Rihanna needs no introduction, but here’s a quick one anyway: Bursting onto the scene as a teenager more than ten years ago with “Pon de Replay,” the Barbadian pop star has become one of the biggest names in the game, trouncing the charts, captivating audiences, and parlaying her musical success into a career in fashion along the way. She’s also a major source of attention in a new book by New Yorker staff writer John Seabrook called The Song Machine: Inside the Hit Factory, which offers astunning behind-the-scenes look at how, exactly, Top 40 hitmakers craft, manufacture, and promote hopeful hits and artists.

Out today via W. W. Norton & Company, The Song Machine devotes a good portion of its 352 pages to Robyn “Rihanna” Fenty and her success over the past decade. In an exclusive excerpt from the book for SPIN, Seabrook dives into the exact moment that Rihanna’s career changed forever, and it all starts with “Umbrella.”

[Her 2006] album, A Girl Like Me did not do that well — album sales would never be Rihanna’s strength. But as album sales declined across the board, thanks mainly to the singles-based pricing model of iTunes, they came to matter less to an artist’s success. Rihanna would emerge as the consummate singles artist, always ready with a new product for the market regardless of whether it was attached to an album. Lacking an overriding artistic vision for her music, she is well supplied with a diverse and expanding clutch of vocal personalities, which adds variety and allows her to make a strong impression in the three minutes or so a song lasts.

But that eclecticism also worked against her.
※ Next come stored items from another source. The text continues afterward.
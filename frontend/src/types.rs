//! Common types used across the frontend application.
//!
//! # Categories
//!
//! - **Payload Types** - the four upload fields and the multipart payload
//! - **Response Types** - the binary artifact returned by the generator
//! - **UI Types** - submission phase
//! - **Error Types** - frontend error handling

use std::fmt;

// =============================================================================
// Payload Types
// =============================================================================

/// One of the four file inputs of the upload form.
#[derive(Clone, Copy, Debug, PartialEq, Eq, Hash)]
pub enum UploadField {
    /// Conversation flow diagram (XML or image)
    Flow,
    /// Example call script
    Example,
    /// Job description (JSON)
    JobDesc,
    /// Job details with screening questions (JSON)
    JobDetail,
}

impl UploadField {
    /// All fields, in the order they are appended to the payload.
    pub const ALL: [UploadField; 4] = [
        UploadField::Flow,
        UploadField::Example,
        UploadField::JobDesc,
        UploadField::JobDetail,
    ];

    /// Multipart field name expected by the generator.
    pub fn form_name(&self) -> &'static str {
        match self {
            UploadField::Flow => "flow_file",
            UploadField::Example => "example_file",
            UploadField::JobDesc => "job_desc_file",
            UploadField::JobDetail => "job_detail_file",
        }
    }

    /// DOM id of the matching `<input type="file">`.
    pub fn input_id(&self) -> &'static str {
        match self {
            UploadField::Flow => "flowFile",
            UploadField::Example => "exampleFile",
            UploadField::JobDesc => "jobDescFile",
            UploadField::JobDetail => "jobDetailFile",
        }
    }

    /// Human label shown next to the input.
    pub fn label(&self) -> &'static str {
        match self {
            UploadField::Flow => "Flow diagram",
            UploadField::Example => "Example script",
            UploadField::JobDesc => "Job description (JSON)",
            UploadField::JobDetail => "Job details (JSON)",
        }
    }

    /// `accept` attribute hint for the file picker.
    pub fn accept(&self) -> &'static str {
        match self {
            UploadField::Flow => ".xml,.png,.jpg",
            UploadField::Example => ".txt",
            UploadField::JobDesc | UploadField::JobDetail => ".json",
        }
    }
}

/// The four files of one submission, in fixed field order.
///
/// Every field is always present; `None` means the user picked nothing for
/// that input. Nothing is validated before sending.
#[derive(Clone, Debug, PartialEq)]
pub struct UploadPayload<F> {
    entries: [(UploadField, Option<F>); 4],
}

impl<F> UploadPayload<F> {
    /// Build a payload by asking `select` for each field in order.
    pub fn collect(mut select: impl FnMut(UploadField) -> Option<F>) -> Self {
        Self {
            entries: UploadField::ALL.map(|field| (field, select(field))),
        }
    }

    /// Entries in append order.
    pub fn entries(&self) -> impl Iterator<Item = (UploadField, Option<&F>)> {
        self.entries.iter().map(|(field, file)| (*field, file.as_ref()))
    }

    /// Fields the user left empty.
    pub fn missing(&self) -> Vec<UploadField> {
        self.entries
            .iter()
            .filter(|(_, file)| file.is_none())
            .map(|(field, _)| *field)
            .collect()
    }
}

// =============================================================================
// Response Types
// =============================================================================

/// Body of a successful generator response, kept opaque.
#[derive(Clone, Debug, PartialEq, Eq)]
pub struct ResponseArtifact {
    /// Raw response bytes
    pub bytes: Vec<u8>,
    /// `Content-Type` header, if any
    pub content_type: Option<String>,
    /// File name from `Content-Disposition`, if any
    pub file_name: Option<String>,
}

impl ResponseArtifact {
    pub fn new(bytes: Vec<u8>, content_type: Option<String>, file_name: Option<String>) -> Self {
        Self {
            bytes,
            content_type,
            file_name,
        }
    }

    /// Name to put on the download anchor.
    pub fn download_name(&self) -> &str {
        self.file_name
            .as_deref()
            .unwrap_or(crate::DEFAULT_DOWNLOAD_NAME)
    }
}

// =============================================================================
// UI Types
// =============================================================================

/// Where a submission currently stands.
#[derive(Clone, Copy, Debug, PartialEq, Eq, Default)]
pub enum SubmitPhase {
    /// Nothing submitted yet
    #[default]
    Idle,
    /// Request sent, waiting for the body
    InFlight,
    /// Download link bound and shown
    Succeeded,
    /// Alert shown
    Failed,
}

// =============================================================================
// Error Types
// =============================================================================

/// Frontend application errors.
#[derive(Clone, Debug, PartialEq, Eq)]
pub enum AppError {
    /// The generator request failed: network error, non-2xx status or
    /// unreadable body.
    RequestFailed(String),
    /// A DOM/browser API call failed.
    Dom(String),
}

impl AppError {
    /// Bare message, without the category prefix.
    pub fn message(&self) -> &str {
        match self {
            AppError::RequestFailed(msg) | AppError::Dom(msg) => msg,
        }
    }
}

impl fmt::Display for AppError {
    fn fmt(&self, f: &mut fmt::Formatter<'_>) -> fmt::Result {
        match self {
            AppError::RequestFailed(msg) => write!(f, "Request failed: {}", msg),
            AppError::Dom(msg) => write!(f, "DOM error: {}", msg),
        }
    }
}

impl std::error::Error for AppError {}

/// Result type alias for frontend operations.
pub type AppResult<T> = Result<T, AppError>;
Two albums into her career, it still wasn’t clear who Rihanna was. To her detractors, and there were many, she was just another wannabe-yoncé who sang through her nose and couldn’t really dance. To prove them wrong, she needed a song that would define her as an artist.

Like many an artist’s signature song, Rihanna’s breakout, “Umbrella”, was actually written for someone else.
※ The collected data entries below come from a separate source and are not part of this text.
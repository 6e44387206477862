//! Text decoding with encoding auto-detection.
//!
//! Example scripts come from whatever editor the recruiter used, so the
//! bytes may be UTF-8, Latin-1 or windows-1252.

/// Detect the encoding of raw bytes using chardet
pub fn detect_encoding(bytes: &[u8]) -> String {
    let result = chardet::detect(bytes);
    let charset = result.0;

    // Normalize charset names
    match charset.to_lowercase().as_str() {
        "ascii" | "utf-8" | "utf8" | "" => "utf-8".to_string(),
        "iso-8859-1" | "iso-8859-15" | "latin-1" | "latin1" => "iso-8859-1".to_string(),
        "windows-1252" | "cp1252" => "windows-1252".to_string(),
        other => other.to_string(),
    }
}

/// Decode bytes using the given encoding, falling back to lossy UTF-8.
pub fn decode_content(bytes: &[u8], encoding: &str) -> String {
    match encoding.to_lowercase().as_str() {
        "utf-8" | "utf8" | "ascii" => String::from_utf8_lossy(bytes).to_string(),
        "iso-8859-1" | "latin-1" | "latin1" => encoding_rs::ISO_8859_15.decode(bytes).0.to_string(),
        "windows-1252" | "cp1252" => encoding_rs::WINDOWS_1252.decode(bytes).0.to_string(),
        _ => String::from_utf8_lossy(bytes).to_string(),
    }
}

/// Decode bytes to text. Valid UTF-8 (with or without BOM) is taken as is.
pub fn decode_text(bytes: &[u8]) -> String {
    let bytes = bytes.strip_prefix(b"\xEF\xBB\xBF").unwrap_or(bytes);
    match std::str::from_utf8(bytes) {
        Ok(text) => text.to_string(),
        Err(_) => decode_content(bytes, &detect_encoding(bytes)),
    }
}

/// The example script as trimmed text.
pub fn extract_script(bytes: &[u8]) -> String {
    decode_text(bytes).trim().to_string()
}

#[cfg(test)]
mod tests {
    use super::*;

    #[test]
    fn test_utf8_script_trimmed() {
        let script = extract_script("  Hi, this is Ava from Acme Logistics.\n\n".as_bytes());
        assert_eq!(script, "Hi, this is Ava from Acme Logistics.");
    }

    #[test]
    fn test_bom_stripped() {
        let script = extract_script(b"\xEF\xBB\xBFHello");
        assert_eq!(script, "Hello");
    }

    #[test]
    fn test_latin1_decoding() {
        // "Société" in ISO-8859-1
        let bytes: &[u8] = &[0x53, 0x6F, 0x63, 0x69, 0xE9, 0x74, 0xE9];
        let decoded = decode_content(bytes, "iso-8859-1");
        assert_eq!(decoded, "Société");
    }

    #[test]
    fn test_non_utf8_never_fails() {
        let bytes: &[u8] = &[0x43, 0x61, 0x66, 0xE9, 0x20, 0x6F, 0x75, 0x76, 0x65, 0x72, 0x74];
        let decoded = decode_text(bytes);
        assert!(decoded.starts_with("Caf"));
        assert!(decoded.ends_with("ouvert"));
    }
}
The song was the work of three men: Tricky Stewart, a producer; Terius Nash, a singer-songwriter who called himself “The-Dream”; and Kuk Harrell, a vocal producer. Together they make up the songwriting team at RedZone Entertainment, a music production company and publishing firm based in Atlanta.

Tricky Stewart comes from a musical family. His uncle Butch was a successful commercial jingle writer in Chicago, and owned an advertising company with his father, Phillip. His mother, Mary Ann, and her sisters, Vivian and Kitty Haywood, put out two records as “Kitty and the Haywoods,” and also sang on the jingles as needed. The Stewarts created jingles for Coke, McDonald’s, and Anheuser-Busch, among many other top brands. Their children Laney and Mark, joined by cousin Kuk Harrell, and Kuk’s sister Cynthia, sang on the jingles too. “They were always looking for kids to sing on a spot,” Mark remembers. “So that was our exposure to the process and to paying attention [to] making records. We were studio rats.” Tricky, born Christopher Alan, the baby of the family, was a musical prodigy. As a drummer he had started playing on records when he was thirteen, and planned to be a session musician. But Mary Ann convinced her son to learn music production, because the horizons were higher. (Good call, Mom—producers would soon put session drummers out of business.)
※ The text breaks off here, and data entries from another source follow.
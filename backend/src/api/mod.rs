//! HTTP API module.
//!
//! This module provides the HTTP server, response types and the live log stream.

pub mod logs;
pub mod server;
pub mod types;

pub use logs::*;
pub use server::{router, start_server, AppState, MAX_UPLOAD_BYTES};
pub use types::*;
In the 1980s, the younger generation started their own jingle house, but their real ambition was to make records. First Laney got a publishing deal at Sony. “And because Laney got in the door,” says Mark, “he got a joint venture that pulled the rest of us in the door too.” In the mid-’90s, with an investment from L.A. Reid’s LaFace Records, the Stewarts established RedZone in Atlanta. Tricky, later joined by Kuk and Dream, handled the songwriting and production work; brother Mark managed them; Laney ran the publishing, and Mark’s wife, Judi, handled administration.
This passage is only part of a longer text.